What employers should know about key developments this week:
- Agencies Lose Their Independence: In Trump v. Slaughter, the U.S. Supreme Court held that federal agencies such as the National Labor Relations Board (NLRB) are not “independent.” The NLRB’s Board members and General Counsel serve at the President’s pleasure and can be removed at any time, for any reason—or for no reason.
- The Ripple Effect on the NLRB: Although the Slaughter ruling doesn’t affect other positions at the NLRB, it has the potential to have a significant trickle-down effect on those who report to the NLRB’s Board members or General Counsel. This will likely be compounded by the administration’s efforts to remove civil service protections for many positions at the NLRB as well as other agencies.

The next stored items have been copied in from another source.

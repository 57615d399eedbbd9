// Copyright 2025 Crrow
//
// Licensed under the Apache License, Version 2.0 (the "License");
// you may not use this file except in compliance with the License.
// You may obtain a copy of the License at
//
//      http://www.apache.org/licenses/LICENSE-2.0
//
// Unless required by applicable law or agreed to in writing, software
// distributed under the License is distributed on an "AS IS" BASIS,
// WITHOUT WARRANTIES OR CONDITIONS OF ANY KIND, either express or implied.
// See the License for the specific language governing permissions and
// limitations under the License.

use std::sync::Arc;

use tracing::info;

use super::{QueueProvider, RecoverySummary, undo_transaction};
use crate::{
    QueueItem, Result,
    codec::SharedCodec,
    journal::{LocalTxId, TxJournal},
};

/// Undoes every incomplete local transaction, then empties the journal.
pub struct LocalTxQueueTransactionRecoverer<T> {
    journal: Arc<dyn TxJournal<LocalTxId>>,
    codec:   SharedCodec<T>,
}

impl<T: QueueItem> LocalTxQueueTransactionRecoverer<T> {
    pub fn new(journal: Arc<dyn TxJournal<LocalTxId>>, codec: SharedCodec<T>) -> Self { Self { journal, codec } }

    pub fn recover_incomplete_transactions(&self, provider: &dyn QueueProvider<T>) -> Result<RecoverySummary> {
        let open = self.journal.open_transactions();
        let mut summary = RecoverySummary {
            transactions: open.len(),
            ..RecoverySummary::default()
        };
        for transaction in &open {
            undo_transaction(provider, &self.codec, transaction, &mut summary)?;
        }
        self.journal.clear()?;

        info!(
            transactions = summary.transactions,
            restored = summary.restored,
            removed = summary.removed,
            cancelled = summary.cancelled,
            "Recovered local transactions"
        );
        Ok(summary)
    }
}
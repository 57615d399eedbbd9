// Copyright 2025 Crrow
//
// Licensed under the Apache License, Version 2.0 (the "License");
// you may not use this file except in compliance with the License.
// You may obtain a copy of the License at
//
//      http://www.apache.org/licenses/LICENSE-2.0
//
// Unless required by applicable law or agreed to in writing, software
// distributed under the License is distributed on an "AS IS" BASIS,
// WITHOUT WARRANTIES OR CONDITIONS OF ANY KIND, either express or implied.
// See the License for the specific language governing permissions and
// limitations under the License.

//! Framed append-only journal file.
//!
//! # Entry Format
//!
//! ```text
//! ┌─────────────────┬─────────────────────┬─────────────────┬───────────────┐
//! │ Length (4B, LE) │ Length CRC (4B, LE) │ Body (N bytes)  │ CRC32 (4B, LE)│
//! └─────────────────┴─────────────────────┴─────────────────┴───────────────┘
//! ```
//!
//! The trailing CRC covers the length prefix and the body. The length CRC
//! lets a scan trust a length that runs past EOF as a torn final entry;
//! a length that fails its own checksum with data after it is corruption.

use std::{
    fs::{self, File, OpenOptions},
    io::{self, Write},
    path::{Path, PathBuf},
};

use snafu::{ResultExt, ensure};
use tracing::warn;

use crate::{
    Result,
    crc::{calculate_entry_crc, checksum, verify_entry_crc},
    error::{IoSnafu, JournalCorruptedSnafu},
};

const ENTRY_LENGTH_SIZE: usize = 4;
const ENTRY_HEADER_SIZE: usize = ENTRY_LENGTH_SIZE + 4;
const ENTRY_CRC_SIZE: usize = 4;

/// One decoded frame and its byte offset.
pub(crate) struct RawEntry {
    pub offset: u64,
    pub body:   Vec<u8>,
}

pub(crate) struct JournalFile {
    file: File,
    path: PathBuf,
    len:  u64,
}

impl JournalFile {
    /// Opens the journal and returns every intact entry body in order.
    ///
    /// A torn or checksum-failing final entry, or a zero-filled tail, is
    /// truncated. A damaged entry followed by more data is fatal.
    pub fn open(path: impl AsRef<Path>) -> Result<(Self, Vec<RawEntry>)> {
        let path = path.as_ref().to_path_buf();
        if let Some(parent) = path.parent() {
            fs::create_dir_all(parent).context(IoSnafu { path: parent })?;
        }
        let file = OpenOptions::new()
            .read(true)
            .append(true)
            .create(true)
            .open(&path)
            .context(IoSnafu { path: &path })?;
        let raw = fs::read(&path).context(IoSnafu { path: &path })?;

        let mut entries = Vec::new();
        let mut position = 0usize;
        while position < raw.len() {
            let remaining = raw.len() - position;
            if remaining < ENTRY_HEADER_SIZE + ENTRY_CRC_SIZE {
                warn!(path = ?path, position, remaining, "Torn entry at end of journal, truncating");
                break;
            }
            let length_bytes = &raw[position..position + ENTRY_LENGTH_SIZE];
            let mut crc_buf = [0u8; 4];
            crc_buf.copy_from_slice(&raw[position + ENTRY_LENGTH_SIZE..position + ENTRY_HEADER_SIZE]);
            if checksum(length_bytes) != u32::from_le_bytes(crc_buf) {
                ensure!(
                    raw[position..].iter().all(|&b| b == 0),
                    JournalCorruptedSnafu {
                        path:   &path,
                        offset: position as u64,
                        reason: "entry length fails its checksum",
                    }
                );
                warn!(path = ?path, position, "Unwritten tail in journal, truncating");
                break;
            }
            let mut length_buf = [0u8; ENTRY_LENGTH_SIZE];
            length_buf.copy_from_slice(length_bytes);
            let length = u32::from_le_bytes(length_buf);
            let frame_len = ENTRY_HEADER_SIZE + length as usize + ENTRY_CRC_SIZE;
            if frame_len > remaining {
                warn!(path = ?path, position, length, "Truncated entry at end of journal, truncating");
                break;
            }

            let body_start = position + ENTRY_HEADER_SIZE;
            let body = &raw[body_start..body_start + length as usize];
            let mut crc_buf = [0u8; ENTRY_CRC_SIZE];
            crc_buf.copy_from_slice(&raw[position + frame_len - ENTRY_CRC_SIZE..position + frame_len]);
            if !verify_entry_crc(length, body, u32::from_le_bytes(crc_buf)) {
                ensure!(
                    position + frame_len == raw.len(),
                    JournalCorruptedSnafu {
                        path:   &path,
                        offset: position as u64,
                        reason: "checksum mismatch before the end of the journal",
                    }
                );
                warn!(path = ?path, position, "Checksum mismatch on last journal entry, truncating");
                break;
            }

            entries.push(RawEntry {
                offset: position as u64,
                body:   body.to_vec(),
            });
            position += frame_len;
        }

        let valid_len = position as u64;
        if valid_len < raw.len() as u64 {
            file.set_len(valid_len).context(IoSnafu { path: &path })?;
            file.sync_all().context(IoSnafu { path: &path })?;
        }

        Ok((
            Self {
                file,
                path,
                len: valid_len,
            },
            entries,
        ))
    }

    /// Appends one entry and syncs it. A failed append is rolled back so
    /// later entries never follow a partial frame.
    pub fn append(&mut self, body: &[u8]) -> io::Result<()> {
        let frame = encode_frame(body)?;
        let mut result = self.file.write_all(&frame);
        if result.is_ok() {
            result = self.file.sync_data();
        }
        match result {
            Ok(()) => {
                self.len += frame.len() as u64;
                Ok(())
            }
            Err(e) => {
                if let Err(rollback) = self.file.set_len(self.len) {
                    warn!(path = ?self.path, error = %rollback, "Failed to roll back partial journal entry");
                }
                Err(e)
            }
        }
    }

    pub fn truncate(&mut self) -> Result<()> {
        self.file.set_len(0).context(IoSnafu { path: &self.path })?;
        self.file.sync_all().context(IoSnafu { path: &self.path })?;
        self.len = 0;
        Ok(())
    }

    /// Atomically replaces the journal with the given entry bodies.
    pub fn rewrite<'a>(&mut self, bodies: impl IntoIterator<Item = &'a [u8]>) -> Result<()> {
        let scratch = self.path.with_extension("compact");
        let mut buf = Vec::new();
        for body in bodies {
            buf.extend_from_slice(&encode_frame(body).context(IoSnafu { path: &scratch })?);
        }
        {
            let mut out = File::create(&scratch).context(IoSnafu { path: &scratch })?;
            out.write_all(&buf).context(IoSnafu { path: &scratch })?;
            out.sync_all().context(IoSnafu { path: &scratch })?;
        }
        fs::rename(&scratch, &self.path).context(IoSnafu { path: &self.path })?;
        self.file = OpenOptions::new()
            .read(true)
            .append(true)
            .open(&self.path)
            .context(IoSnafu { path: &self.path })?;
        self.len = buf.len() as u64;
        Ok(())
    }

    pub fn sync(&self) -> Result<()> { self.file.sync_all().context(IoSnafu { path: &self.path }) }

    pub const fn len(&self) -> u64 { self.len }

    pub fn path(&self) -> &Path { &self.path }
}

fn encode_frame(body: &[u8]) -> io::Result<Vec<u8>> {
    let length = u32::try_from(body.len())
        .map_err(|_| io::Error::new(io::ErrorKind::InvalidInput, "journal entry exceeds 4 GiB"))?;
    let length_bytes = length.to_le_bytes();
    let mut frame = Vec::with_capacity(ENTRY_HEADER_SIZE + body.len() + ENTRY_CRC_SIZE);
    frame.extend_from_slice(&length_bytes);
    frame.extend_from_slice(&checksum(&length_bytes).to_le_bytes());
    frame.extend_from_slice(body);
    frame.extend_from_slice(&calculate_entry_crc(length, body).to_le_bytes());
    Ok(frame)
}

- A New Circuit Split on the Standard for Section 10(j) Injunctions: Applying the traditional four-part test for the first time since the Supreme Court’s decision in Starbucks Corp. v. McKinney, the U.S. Court of Appeals for the Sixth Circuit declined to accept an NLRB Regional Director’s contention that irreparable harm would result from an employer’s refusal to bargain, splitting with the Ninth and Fourth Circuits over the standard for granting injunctive relief under Section 10(j) of the National Labor Relations Act.
In this episode of Employment Law This Week®, Epstein Becker Green attorneys Steven M. Swirsky and William P. Lewis break down how the Supreme Court’s latest term is reshaping the NLRB and the standards courts use when reviewing its actions.
Transcript
[00:00:04] George Whipple: Welcome to Employment Law This Week. I'm George Whipple. The US Supreme Court closed out its '25-'26 term with a batch of highly anticipated decisions that limit the authority of quasi-independent federal agencies. The biggest impact is likely to come from Trump v. Slaughter, which addresses the president's ability to remove congressionally confirmed leaders.

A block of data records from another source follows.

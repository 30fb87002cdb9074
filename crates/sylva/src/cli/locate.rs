//! `sylva locate` command implementation.

use std::path::Path;

use colored::Colorize;
use sylva::{Node, Position, SourceFile, ancestors_at};

use super::Settings;

const MAX_EXCERPT_CHARS: usize = 60;

/// Run the locate command.
pub fn run(settings: &Settings, file: &Path, line: u32, column: u32) -> sylva::Result<()> {
    let provider = settings.provider()?;
    let source = SourceFile::read(file)?;
    let mode = settings.config.interactive_mode();
    let tree = provider.get_tree(&source, mode)?;

    let position = Position::new(line, column);
    let chain = ancestors_at(&tree, position);
    let Some((&innermost, outer)) = chain.split_last() else {
        println!(
            "{} at {}:{position}",
            "No node".yellow(),
            file.display()
        );
        return Ok(());
    };

    println!(
        "{} {}:{position} ({mode})",
        "Node at".cyan().bold(),
        file.display()
    );
    for (depth, &id) in outer.iter().enumerate() {
        println!("{}{}", "  ".repeat(depth + 1), describe(tree.node(id)).dimmed());
    }

    let node = tree.node(innermost);
    println!(
        "{}{}",
        "  ".repeat(outer.len() + 1),
        describe(node).green().bold()
    );
    if let Some(text) = node.text(&source.text) {
        println!();
        println!("{}", excerpt(text));
    }

    Ok(())
}

fn describe(node: &Node) -> String {
    match (node.start_position(), node.end_position()) {
        (Some(start), Some(end)) => format!("{} [{start}-{end}]", node.kind),
        _ => format!("{} (line {})", node.kind, node.line),
    }
}

fn excerpt(text: &str) -> String {
    let first_line = text.lines().next().unwrap_or_default();
    let mut excerpt: String = first_line.chars().take(MAX_EXCERPT_CHARS).collect();
    if excerpt.len() < text.len() {
        excerpt.push_str(" …");
    }
    excerpt
}
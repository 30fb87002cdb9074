//! Rust source parser backed by tree-sitter-rust.
//!
//! Lowers the concrete tree-sitter tree into a [`SyntaxTree`]:
//!
//! - named nodes become tree nodes, anonymous tokens are dropped
//! - comments attach to the next named sibling
//! - `ERROR` and `MISSING` nodes become [`SyntaxError`]s instead of nodes

use super::tree_sitter_utils::{byte_offsets, end_line, node_excerpt, node_text, start_line};
use super::{AttributeSet, ErrorMode, ParseOptions, ParseOutput, SourceParser};
use crate::error::{Error, Result, SyntaxError};
use crate::tree::{Comment, Node, NodeId, SyntaxTree};

/// Tree-sitter node kind constants for the Rust grammar.
mod node_kinds {
    pub const LINE_COMMENT: &str = "line_comment";
    pub const BLOCK_COMMENT: &str = "block_comment";
}

/// Parser for Rust source files.
///
/// Holds the grammar only; each call builds its own `tree_sitter::Parser`,
/// so one `RustParser` can be shared across threads.
#[derive(Clone)]
pub struct RustParser {
    language: tree_sitter::Language,
}

impl std::fmt::Debug for RustParser {
    fn fmt(&self, f: &mut std::fmt::Formatter<'_>) -> std::fmt::Result {
        f.debug_struct("RustParser").finish_non_exhaustive()
    }
}

impl RustParser {
    /// Load the Rust grammar.
    ///
    /// # Errors
    ///
    /// Returns `Error::Parser` if the grammar is incompatible with the
    /// linked tree-sitter runtime.
    pub fn new() -> Result<Self> {
        let language: tree_sitter::Language = tree_sitter_rust::LANGUAGE.into();
        tree_sitter::Parser::new()
            .set_language(&language)
            .map_err(|e| Error::Parser(e.to_string()))?;
        Ok(Self { language })
    }

    fn parse_concrete(&self, text: &str) -> std::result::Result<tree_sitter::Tree, String> {
        let mut parser = tree_sitter::Parser::new();
        parser
            .set_language(&self.language)
            .map_err(|e| format!("grammar unavailable: {e}"))?;
        parser
            .parse(text, None)
            .ok_or_else(|| "parser returned no tree".to_string())
    }
}

impl SourceParser for RustParser {
    fn parse(&self, text: &str, options: &ParseOptions) -> ParseOutput {
        let concrete = match self.parse_concrete(text) {
            Ok(tree) => tree,
            Err(message) => {
                tracing::warn!(error = %message, "tree-sitter parse failed");
                return ParseOutput::failed(vec![SyntaxError::new(message, 1, 0, 0)]);
            }
        };

        let content = text.as_bytes();
        let root = concrete.root_node();

        let mut errors = Vec::new();
        collect_errors(&root, content, &mut errors);

        if options.error_mode == ErrorMode::FailFast && !errors.is_empty() {
            errors.truncate(1);
            return ParseOutput::failed(errors);
        }

        if !has_usable_statements(&root) {
            tracing::trace!(errors = errors.len(), "No usable statements in source");
            return ParseOutput::failed(errors);
        }

        let mut lowering = Lowering {
            content,
            attributes: options.attributes,
            tree: SyntaxTree::new(options.mode),
        };
        for id in lowering.lower_children(&root) {
            lowering.tree.push_root(id);
        }

        tracing::trace!(
            nodes = lowering.tree.len(),
            statements = lowering.tree.roots().len(),
            errors = errors.len(),
            "Lowered tree-sitter tree"
        );

        ParseOutput {
            tree: Some(lowering.tree),
            errors,
        }
    }
}

/// Collect `ERROR` and `MISSING` nodes in document order.
///
/// Subtrees without errors are skipped entirely, and an `ERROR` node is
/// reported once rather than once per nested error. Walks with an explicit
/// stack, so nesting depth is bounded by the heap rather than the call stack.
fn collect_errors(root: &tree_sitter::Node, content: &[u8], errors: &mut Vec<SyntaxError>) {
    let mut stack = vec![*root];
    while let Some(node) = stack.pop() {
        let (start, end) = byte_offsets(&node);
        if node.is_error() {
            let excerpt = node_excerpt(&node, content);
            let message = if excerpt.is_empty() {
                "syntax error".to_string()
            } else {
                format!("unexpected `{excerpt}`")
            };
            errors.push(SyntaxError::new(message, start_line(&node), start, end));
            continue;
        }
        if node.is_missing() {
            errors.push(SyntaxError::new(
                format!("missing `{}`", node.kind()),
                start_line(&node),
                start,
                end,
            ));
            continue;
        }
        if !node.has_error() {
            continue;
        }

        let mut cursor = node.walk();
        let children: Vec<_> = node.children(&mut cursor).collect();
        stack.extend(children.into_iter().rev());
    }
}

/// Whether the root holds at least one statement that is not an error.
///
/// An empty file has no statements at all and still counts as usable.
fn has_usable_statements(root: &tree_sitter::Node) -> bool {
    if root.is_error() {
        return false;
    }
    let mut cursor = root.walk();
    let mut statements = root
        .named_children(&mut cursor)
        .filter(|child| !is_comment(child.kind()))
        .peekable();
    if statements.peek().is_none() {
        return true;
    }
    statements.any(|child| !child.is_error() && !child.is_missing())
}

fn is_comment(kind: &str) -> bool {
    matches!(kind, node_kinds::LINE_COMMENT | node_kinds::BLOCK_COMMENT)
}

struct Lowering<'a> {
    content: &'a [u8],
    attributes: AttributeSet,
    tree: SyntaxTree,
}

/// A tree-sitter node whose named children are still being lowered.
struct Frame<'t> {
    node: tree_sitter::Node<'t>,
    comments: Vec<Comment>,
    remaining: std::vec::IntoIter<tree_sitter::Node<'t>>,
    children: Vec<NodeId>,
    pending: Vec<Comment>,
}

impl<'t> Frame<'t> {
    fn new(node: tree_sitter::Node<'t>, comments: Vec<Comment>) -> Self {
        let mut cursor = node.walk();
        let named: Vec<_> = node.named_children(&mut cursor).collect();
        Self {
            node,
            comments,
            remaining: named.into_iter(),
            children: Vec::new(),
            pending: Vec::new(),
        }
    }
}

impl Lowering<'_> {
    /// Lower everything below `root`, returning the ids of its named
    /// children in document order.
    ///
    /// Nodes are pushed in post-order (children before their parent) from
    /// an explicit stack of frames, so deeply nested expressions cannot
    /// exhaust the call stack.
    fn lower_children(&mut self, root: &tree_sitter::Node) -> Vec<NodeId> {
        let mut stack = vec![Frame::new(*root, Vec::new())];

        while let Some(frame) = stack.last_mut() {
            if let Some(child) = frame.remaining.next() {
                if child.is_error() || child.is_missing() {
                    continue;
                }
                if is_comment(child.kind()) {
                    if self.attributes.comments {
                        let comment = self.comment(&child);
                        frame.pending.push(comment);
                    }
                    continue;
                }
                let comments = std::mem::take(&mut frame.pending);
                stack.push(Frame::new(child, comments));
                continue;
            }

            let Some(done) = stack.pop() else { break };
            if !done.pending.is_empty() {
                tracing::trace!(
                    count = done.pending.len(),
                    parent = %done.node.kind(),
                    "Dropping trailing comments with no following node"
                );
            }
            match stack.last_mut() {
                Some(parent) => {
                    let id = self.finish(done);
                    parent.children.push(id);
                }
                None => return done.children,
            }
        }

        Vec::new()
    }

    fn finish(&mut self, frame: Frame<'_>) -> NodeId {
        let node = &frame.node;
        let (start, end) = byte_offsets(node);

        let mut lowered = Node::new(node.kind(), start, end, start_line(node));
        if self.attributes.end_line {
            lowered.end_line = Some(end_line(node));
        }
        lowered.comments = frame.comments;
        lowered.children = frame.children;
        self.tree.push(lowered)
    }

    fn comment(&self, node: &tree_sitter::Node) -> Comment {
        let (start_offset, end_offset) = byte_offsets(node);
        Comment {
            text: node_text(node, self.content)
                .unwrap_or_default()
                .trim_end()
                .to_string(),
            line: start_line(node),
            start_offset,
            end_offset,
        }
    }
}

[00:00:32] George Whipple: Today we take a look at how the Court’s rulings are changing things at one such agency: the NLRB. Epstein Becker Green’s Steve Swirsky works with clients that have union-represented employees and other business before the Labor Board. We asked him what impacts he expects from Slaughter.
[00:00:51] Steve Swirsky: What Trump v. Slaughter says is that they are not independent. What that means is that agencies like the NLRB, the Board members and the General Counsel are essentially at-will employees who serve at the pleasure of the president. They can be terminated at any time by the president for any reason or no reason. That is a monumental change in the regulatory state that has existed literally for ninety years. At this point, Trump v. Slaughter doesn't affect other positions at the NLRB or other similar agencies other than those that are subject, that are a presidential appointment and subject to confirmation. But it has the potential to have a significant trickle-down effect on those who report to either the General Counsel or the Board members.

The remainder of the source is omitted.